If you’re not sure where to start, check out one of the following locations, particularly the ones that are nearest to your corner of the country. Each of these has ample opportunities for free or low-cost sightseeing and camping. The sights and sounds of American roads will not disappoint your family – and they certainly won’t disappoint your pocketbook.
The key to saving money on a road trip is to find a stunning stretch of highway that’s close to your home. Remember too that road trips are most affordable when most of your expenses are related to the car. It’s easy for well-intentioned road trippers to bust their budget on hotels, restaurants, and attractions. So keep it short and simple, and focus on the scenery, rather than the costly attractions.
If your perfect road trip includes camping along the way, look into renting an RV through Outdoorsy.com. You get the chance to enjoy the outdoors but can be a little more comfortable than sleeping in a tent.
Road Trip Destinations for Every Corner of America
1. Historic Columbia River Highway in Oregon
Hop on the 74-mile Columbia River Highway just outside of Portland, Oregon, and prepare to see stunning waterfalls, rivers, bridges, and mountains as your travel along the Columbia River Gorge. Most of the historic route follows U.S. Route 30 and Oregon Route 35, though a portion now runs concurrent with I-84 between Portland and The Dalles. You can complete the 48-mile road trip from Portland to the Hood River in just a day, or extend it to two days by staying overnight at a lodge or campsite.
You can see an astonishing amount of wildlife as you look over the vistas, and be sure to stop at free attractions like Multnomah and Horsetail Falls.
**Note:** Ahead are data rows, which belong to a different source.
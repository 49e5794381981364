mod cli;
mod digest;
mod output;
mod reconcile;
mod report;
mod tree_index;
mod util;

use anyhow::Context;
use cli::Cli;
use reconcile::{ReconcileOptions, default_jobs, reconcile};
use std::fmt as stdfmt;
use std::io::{IsTerminal, stderr};
use std::path::Path;
use std::process::ExitCode;
use tracing::{Event, Level, Subscriber, debug, error, info, warn};
use tracing_subscriber::filter::EnvFilter;
use tracing_subscriber::fmt as tracing_fmt;
use tracing_subscriber::fmt::FmtContext;
use tracing_subscriber::fmt::format::{FormatEvent, FormatFields, Writer};
use tracing_subscriber::prelude::*;
use tracing_subscriber::registry::LookupSpan;
use tree_index::{TreeIndex, build_index};

struct CompareExitCode;

impl CompareExitCode {
    /// Exit code used when the trees differ or files could not be verified.
    fn differences_found() -> ExitCode {
        ExitCode::from(1)
    }

    /// Exit code used for other errors (I/O errors, invalid arguments, etc.).
    fn any_error() -> ExitCode {
        ExitCode::from(255)
    }
}

fn main() -> ExitCode {
    let cli = Cli::parse();

    init_tracing(cli.verbose);

    match run(cli) {
        Ok(exit_code) => exit_code,
        Err(err) => {
            error!("{err:#}");
            CompareExitCode::any_error()
        }
    }
}

fn run(cli: Cli) -> anyhow::Result<ExitCode> {
    let (left, right) = build_indexes(&cli.left, &cli.right)?;

    info!(
        "Indexed {} files under {}",
        left.len(),
        left.root().display()
    );
    info!(
        "Indexed {} files under {}",
        right.len(),
        right.root().display()
    );
    report_scan_warnings(&left);
    report_scan_warnings(&right);

    let options = ReconcileOptions {
        jobs: cli.jobs.unwrap_or_else(default_jobs),
        cancel: None,
    };
    let report = reconcile(&left, &right, &options);

    if cli.json {
        let rendered =
            serde_json::to_string_pretty(&report).context("failed to serialize report")?;
        println!("{rendered}");
    } else {
        output::print_report(&report, &left, &right, cli.all, cli.long);
    }

    if report.is_identical() {
        info!(
            "Trees are identical: {} files matched",
            report.matched_count()
        );
        Ok(ExitCode::SUCCESS)
    } else {
        Ok(CompareExitCode::differences_found())
    }
}

fn build_indexes(left: &Path, right: &Path) -> anyhow::Result<(TreeIndex, TreeIndex)> {
    // The two scans are independent with no shared mutable state; run the
    // left one on its own thread while this thread scans the right.
    std::thread::scope(|scope| {
        let left_handle = scope.spawn(|| build_index(left));
        let right_index = build_index(right);
        let left_index = left_handle
            .join()
            .map_err(|_| anyhow::anyhow!("index worker panicked"))?;

        Ok((
            left_index.with_context(|| format!("failed to index {}", left.display()))?,
            right_index.with_context(|| format!("failed to index {}", right.display()))?,
        ))
    })
}

fn report_scan_warnings(index: &TreeIndex) {
    if index.skipped_dirs() > 0 {
        warn!(
            "{}: skipped {} unreadable director{}",
            index.root().display(),
            index.skipped_dirs(),
            if index.skipped_dirs() == 1 { "y" } else { "ies" }
        );
    }
    if index.skipped_special() > 0 {
        debug!(
            "{}: skipped {} non-regular entries",
            index.root().display(),
            index.skipped_special()
        );
    }
}

fn init_tracing(verbose: u8) {
    let stderr_is_terminal = stderr().is_terminal();
    let formatter = EmojiFormatter { stderr_is_terminal };

    let default_level = match verbose {
        0 => "warn",
        1 => "info",
        _ => "debug",
    };

    let filter =
        EnvFilter::try_from_default_env().unwrap_or_else(|_| EnvFilter::new(default_level));

    let fmt_layer = tracing_fmt::layer()
        .event_format(formatter)
        .with_writer(std::io::stderr);

    tracing_subscriber::registry()
        .with(filter)
        .with(fmt_layer)
        .init();
}

struct EmojiFormatter {
    stderr_is_terminal: bool,
}

impl<S, N> FormatEvent<S, N> for EmojiFormatter
where
    S: Subscriber + for<'a> LookupSpan<'a>,
    N: for<'a> FormatFields<'a> + 'static,
{
    fn format_event(
        &self,
        ctx: &FmtContext<'_, S, N>,
        mut writer: Writer<'_>,
        event: &Event<'_>,
    ) -> stdfmt::Result {
        if self.stderr_is_terminal {
            match *event.metadata().level() {
                Level::DEBUG => write!(writer, "🔍 ")?,
                Level::INFO => write!(writer, "ℹ️ ")?,
                Level::WARN => write!(writer, "⚠️  ")?,
                Level::ERROR => write!(writer, "❌️ ")?,
                _ => {}
            }
        } else {
            match *event.metadata().level() {
                Level::DEBUG => writer.write_str("DEBUG: ")?,
                Level::INFO => writer.write_str("INFO: ")?,
                Level::WARN => writer.write_str("WARN: ")?,
                Level::ERROR => writer.write_str("ERROR: ")?,
                _ => {}
            }
        }

        ctx.format_fields(writer.by_ref(), event)?;
        writeln!(writer)
    }
}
Consider staying overnight at Brickhaven Bed & Breakfast in Corbett for $100 per night, or camp at Lewis and Clark RV Park and Campground for just $25 per night.
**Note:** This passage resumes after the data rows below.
//! On-disk model artifacts
//!
//! Vectorizers and classifiers are persisted as JSON documents carrying a
//! `format_version` and a `kind` tag. The version is checked before the body
//! is parsed so an incompatible artifact fails with a clear message.

use crate::classifier::{LogisticRegression, MultinomialNb, ProbabilisticClassifier};
use crate::features::ModelError;
use crate::vectorizer::{Norm, TfidfVectorizer, Vectorizer};
use fakescope_core::{Error, Result};
use serde::de::DeserializeOwned;
use serde::{Deserialize, Serialize};
use std::collections::HashMap;
use std::path::Path;
use std::sync::Arc;

/// Artifact format understood by this build
pub const FORMAT_VERSION: u64 = 1;

/// Persisted vectorizer
#[derive(Debug, Clone, Serialize, Deserialize)]
#[serde(tag = "kind", rename_all = "snake_case")]
pub enum VectorizerArtifact {
    Tfidf {
        vocabulary: HashMap<String, usize>,

        /// Absent means raw term counts
        #[serde(default)]
        idf: Option<Vec<f64>>,

        #[serde(default = "default_ngram_range")]
        ngram_range: (usize, usize),

        #[serde(default)]
        sublinear_tf: bool,

        #[serde(default)]
        norm: Norm,

        #[serde(default)]
        binary: bool,
    },
}

/// Persisted classifier
#[derive(Debug, Clone, Serialize, Deserialize)]
#[serde(tag = "kind", rename_all = "snake_case")]
pub enum ClassifierArtifact {
    LogisticRegression {
        classes: Vec<String>,
        coef: Vec<f64>,
        intercept: f64,
    },

    MultinomialNb {
        classes: Vec<String>,
        class_log_prior: Vec<f64>,
        feature_log_prob: Vec<Vec<f64>>,
    },
}

fn default_ngram_range() -> (usize, usize) {
    (1, 1)
}

impl VectorizerArtifact {
    /// Build the runtime vectorizer
    pub fn into_vectorizer(self) -> std::result::Result<Arc<dyn Vectorizer>, ModelError> {
        match self {
            Self::Tfidf {
                vocabulary,
                idf,
                ngram_range,
                sublinear_tf,
                norm,
                binary,
            } => {
                let mut vectorizer = TfidfVectorizer::new(vocabulary)?
                    .with_ngram_range(ngram_range.0, ngram_range.1)?
                    .with_sublinear_tf(sublinear_tf)
                    .with_binary(binary)
                    .with_norm(norm);
                if let Some(idf) = idf {
                    vectorizer = vectorizer.with_idf(idf)?;
                }
                Ok(Arc::new(vectorizer))
            }
        }
    }
}

impl ClassifierArtifact {
    /// Build the runtime classifier
    pub fn into_classifier(
        self,
    ) -> std::result::Result<Arc<dyn ProbabilisticClassifier>, ModelError> {
        match self {
            Self::LogisticRegression {
                classes,
                coef,
                intercept,
            } => Ok(Arc::new(LogisticRegression::new(classes, coef, intercept)?)),
            Self::MultinomialNb {
                classes,
                class_log_prior,
                feature_log_prob,
            } => Ok(Arc::new(MultinomialNb::new(
                classes,
                class_log_prior,
                feature_log_prob,
            )?)),
        }
    }
}

/// Read a JSON artifact, checking its format version first
fn read_artifact<T: DeserializeOwned>(path: &Path) -> Result<T> {
    let content = std::fs::read_to_string(path)
        .map_err(|e| Error::model_load(path, format!("failed to read artifact: {}", e)))?;

    let value: serde_json::Value = serde_json::from_str(&content)
        .map_err(|e| Error::model_load(path, format!("corrupt artifact: {}", e)))?;

    let version = value
        .get("format_version")
        .and_then(serde_json::Value::as_u64)
        .ok_or_else(|| Error::model_load(path, "missing format_version"))?;

    if version != FORMAT_VERSION {
        return Err(Error::model_load(
            path,
            format!(
                "unsupported format_version {} (this build reads version {})",
                version, FORMAT_VERSION
            ),
        ));
    }

    serde_json::from_value(value)
        .map_err(|e| Error::model_load(path, format!("invalid artifact: {}", e)))
}

/// Load a vectorizer artifact from disk
pub fn load_vectorizer(path: impl AsRef<Path>) -> Result<Arc<dyn Vectorizer>> {
    let path = path.as_ref();
    let artifact: VectorizerArtifact = read_artifact(path)?;
    let vectorizer = artifact
        .into_vectorizer()
        .map_err(|e| Error::model_load(path, e.to_string()))?;

    tracing::debug!(
        "Loaded {} vectorizer with {} features from {}",
        vectorizer.kind(),
        vectorizer.dimension(),
        path.display()
    );
    Ok(vectorizer)
}

/// Load a classifier artifact from disk
pub fn load_classifier(path: impl AsRef<Path>) -> Result<Arc<dyn ProbabilisticClassifier>> {
    let path = path.as_ref();
    let artifact: ClassifierArtifact = read_artifact(path)?;
    let classifier = artifact
        .into_classifier()
        .map_err(|e| Error::model_load(path, e.to_string()))?;

    tracing::debug!(
        "Loaded {} classifier over {} features from {}",
        classifier.kind(),
        classifier.n_features(),
        path.display()
    );
    Ok(classifier)
}
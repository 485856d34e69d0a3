//! FakeScope command-line shell
//!
//! Thin presentation layer over `fakescope-classifiers`: argument parsing,
//! config loading with CLI overrides, and text/JSON rendering.

pub mod cli;
pub mod commands;
pub mod config;
pub mod output;
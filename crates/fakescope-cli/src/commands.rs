//! Subcommand handlers

use crate::cli::OutputFormat;
use crate::output::{self, ModelStatus};
use anyhow::Context;
use fakescope_classifiers::artifact::{load_classifier, load_vectorizer};
use fakescope_classifiers::{
    is_blank, Analyzer, ModelPair, Normalizer, RegistryCell, RegistryConfig, EMPTY_INPUT_MESSAGE,
};
use fakescope_core::{Domain, DomainSelection, Error};
use std::io::Read;
use std::process::ExitCode;
use tracing::{info, warn};

/// Exit code for blank input
const EXIT_EMPTY_INPUT: u8 = 2;

/// Use the positional text if given, otherwise read all of stdin
pub fn read_input(text: Option<String>) -> anyhow::Result<String> {
    match text {
        Some(text) => Ok(text),
        None => {
            let mut buffer = String::new();
            std::io::stdin()
                .read_to_string(&mut buffer)
                .context("Failed to read news text from stdin")?;
            Ok(buffer)
        }
    }
}

fn empty_input() -> ExitCode {
    eprintln!("⚠️  {}", EMPTY_INPUT_MESSAGE);
    ExitCode::from(EXIT_EMPTY_INPUT)
}

pub fn analyze(
    config: &RegistryConfig,
    raw: &str,
    selection: DomainSelection,
    format: OutputFormat,
) -> anyhow::Result<ExitCode> {
    // Checked before loading any model
    if is_blank(raw) {
        return Ok(empty_input());
    }

    let cell = RegistryCell::new();
    let analyzer =
        Analyzer::from_config(config, &cell).context("Failed to initialize model registry")?;

    let report = match analyzer.analyze(raw, selection) {
        Ok(report) => report,
        Err(Error::Validation(_)) => return Ok(empty_input()),
        Err(e) => return Err(e.into()),
    };

    match format {
        OutputFormat::Text => println!("{}", output::render_report(&report)),
        OutputFormat::Json => println!("{}", output::render_report_json(&report)?),
    }

    if report.per_model_results.is_empty() {
        warn!("No model produced a result");
        return Ok(ExitCode::FAILURE);
    }
    Ok(ExitCode::SUCCESS)
}

pub fn normalize(config: &RegistryConfig, raw: &str) -> anyhow::Result<ExitCode> {
    if is_blank(raw) {
        return Ok(empty_input());
    }

    let normalizer = Normalizer::new(config.load_stopwords()?)?;
    println!("{}", normalizer.normalize(raw));
    Ok(ExitCode::SUCCESS)
}

/// Try loading one domain's artifacts without building a registry
pub fn check_domain(config: &RegistryConfig, domain: Domain) -> ModelStatus {
    let Some((vectorizer_path, classifier_path)) = config.artifact_paths(domain) else {
        return ModelStatus {
            domain,
            vectorizer: Default::default(),
            classifier: Default::default(),
            loaded: false,
            detail: "not configured".to_string(),
        };
    };

    let loaded = load_vectorizer(&vectorizer_path).and_then(|vectorizer| {
        let classifier = load_classifier(&classifier_path)?;
        ModelPair::new(domain, vectorizer, classifier)
            .map_err(|e| Error::model_load(&classifier_path, e.to_string()))
    });

    let (loaded, detail) = match loaded {
        Ok(pair) => (
            true,
            format!(
                "{} vectorizer ({} features), {} classifier",
                pair.vectorizer().kind(),
                pair.vectorizer().dimension(),
                pair.classifier().kind()
            ),
        ),
        Err(e) => (false, e.to_string()),
    };

    ModelStatus {
        domain,
        vectorizer: vectorizer_path,
        classifier: classifier_path,
        loaded,
        detail,
    }
}

pub fn models(config: &RegistryConfig, format: OutputFormat) -> anyhow::Result<ExitCode> {
    info!("Checking artifacts under {}", config.models_dir.display());

    let statuses: Vec<ModelStatus> = Domain::ALL
        .into_iter()
        .map(|domain| check_domain(config, domain))
        .collect();

    match format {
        OutputFormat::Text => print!("{}", output::render_models(&statuses)),
        OutputFormat::Json => println!("{}", serde_json::to_string_pretty(&statuses)?),
    }

    if statuses.iter().all(|s| s.loaded) {
        Ok(ExitCode::SUCCESS)
    } else {
        Ok(ExitCode::FAILURE)
    }
}

#[cfg(test)]
mod tests {
    use super::*;
    use tempfile::TempDir;

    fn write(dir: &std::path::Path, name: &str, content: &str) {
        std::fs::write(dir.join(name), content).unwrap();
    }

    #[test]
    fn test_check_domain_reports_load_state() {
        let dir = TempDir::new().unwrap();
        write(
            dir.path(),
            "liar_vectorizer.json",
            r#"{"format_version": 1, "kind": "tfidf", "vocabulary": {"aliens": 0, "senate": 1}}"#,
        );
        write(
            dir.path(),
            "liar_model.json",
            r#"{"format_version": 1, "kind": "logistic_regression",
                "classes": ["false", "true"], "coef": [1.0, -1.0], "intercept": 0.0}"#,
        );
        let config = RegistryConfig::default().with_models_dir(dir.path());

        let liar = check_domain(&config, Domain::Liar);
        assert!(liar.loaded, "{}", liar.detail);
        assert_eq!(
            liar.detail,
            "tfidf vectorizer (2 features), logistic_regression classifier"
        );

        let fnn = check_domain(&config, Domain::FakeNewsNet);
        assert!(!fnn.loaded);
        assert!(fnn.detail.contains("fakenewsnet_vectorizer.json"));
    }

    #[test]
    fn test_blank_input_skips_model_loading() {
        // Nothing exists under this models dir; a load attempt would error.
        let dir = TempDir::new().unwrap();
        let config = RegistryConfig::default().with_models_dir(dir.path().join("missing"));

        for raw in ["  \n", "\x1c\x1d"] {
            let code = analyze(&config, raw, DomainSelection::Both, OutputFormat::Text).unwrap();
            assert_eq!(code, ExitCode::from(EXIT_EMPTY_INPUT));
        }
    }

    #[test]
    fn test_missing_models_is_error() {
        let dir = TempDir::new().unwrap();
        let config = RegistryConfig::default().with_models_dir(dir.path());

        assert!(analyze(&config, "news", DomainSelection::Liar, OutputFormat::Text).is_err());
    }
}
2. Historic Route 66 in Middle America
The quintessential American road trip typically includes an adventure on the remainders of the historic Route 66. From 1926 to 1985, Route 66 snaked its way nearly 2,500 miles from Chicago, Illinois through Missouri, Oklahoma, Texas, New Mexico, and Arizona before ending in Los Angeles, California. Today, markers bearing the “Historic Route 66” emblem line the current roads and highways where 66 once passed.
If you’re ambitious, you can certainly travel the whole stretch of highway, following the historic road wherever current routes allow, but it’s also possible to travel just a few hundred miles down Route 66 as it passes through your home state. Just try to bookend the trip with two of the route’s famous destinations, such as St. Louis, Missouri or Flagstaff, Arizona.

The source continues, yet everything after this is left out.